The Irish Natura & Hill Farmers Association (INHFA) have described a recent letter from Ministers Eamon Ryan and Malcom Noonan to their EU counterparts as an act of desperation. The letter was sent to all EU Member States to seek support for the Nature Restoration Law (NRL) at the upcoming Council meeting on the 17th June.

Speaking on this National President Vincent Roddy stated how Minister Ryan needs to “acknowledge the concern there is around this law, both in Ireland and across Europe and go back to the drawing board instead of trying to bulldoze this through.”

It is, he continued “unlikely that you would find an EU law that has seen such push-back. From three committees of the European Parliament (including the lead committee DG Envi) failing to ratify it last Summer, following a close shave at the Council of Ministers, to where we are now with desperate letters to hold the line irrespective of the consequences.” “But it is the consequences we are worried about” added the INHFA leader

These consequences have he stated, “been abundantly clear from our first reading of the draft proposals in Summer of 2022 and while we have seen some minor changes, the law will impact heavily where applied.” Over the last number of months, we have, he added, “seen politicians both at home and in Brussels sell these minor concessions as a radical redraft that protects farmers and their communities.”

“However these minor changes to the rewetting targets covered in Article 9, coupled with clarifications that these targets don’t imply an obligation on farmers to rewet their land are fully undermined by the restoration requirements detailed under Article 4” cautioned Roddy.

The INHFA believe that Article 4 of the law, has he stressed “always been of greater concern.
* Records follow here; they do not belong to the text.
use serde::{Deserialize, Serialize};

/// Name of an artifact label, e.g. a product or a release stream.
#[derive(Debug, Clone, Default, PartialEq, Eq, Serialize, Deserialize)]
#[serde(default)]
pub struct ArtifactLabelName {
    pub name: String,
}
But the fact that the supporters of this law continue to side-step this illustrates that either, they don’t understand the law or of greater concern, they fully understand this and hope by getting it through, they will get to decide what happens on over one million hectares of land currently owned by farmers.”

As outlined the INHFA has over the last two years engaged at every level on this, engagement that Roddy maintains has influenced both here and in Europe. “However, despite this, there is the possibility that this could be ratified in June which is why we have also written to all three EU Institutions, (The Commission, Parliament and Council of Ministers) instructing them that the INHFA acting on behalf of our members do not consent to the NRL targets being obligatory on our farmed habitats.” In doing this we are, he added “leaving the option open for a possible legal challenge by either the INHFA or an INHFA member should this law be passed.”

Concluding, the INHFA leader encouraged Ministers Ryan and Noonan to pull back in their support for this law. We must, he stated, “learn from the implementation of the habitats directive which hasn’t only failed the farmer, it has also failed in its conservation objectives and this law, if passed will be equally problematic.”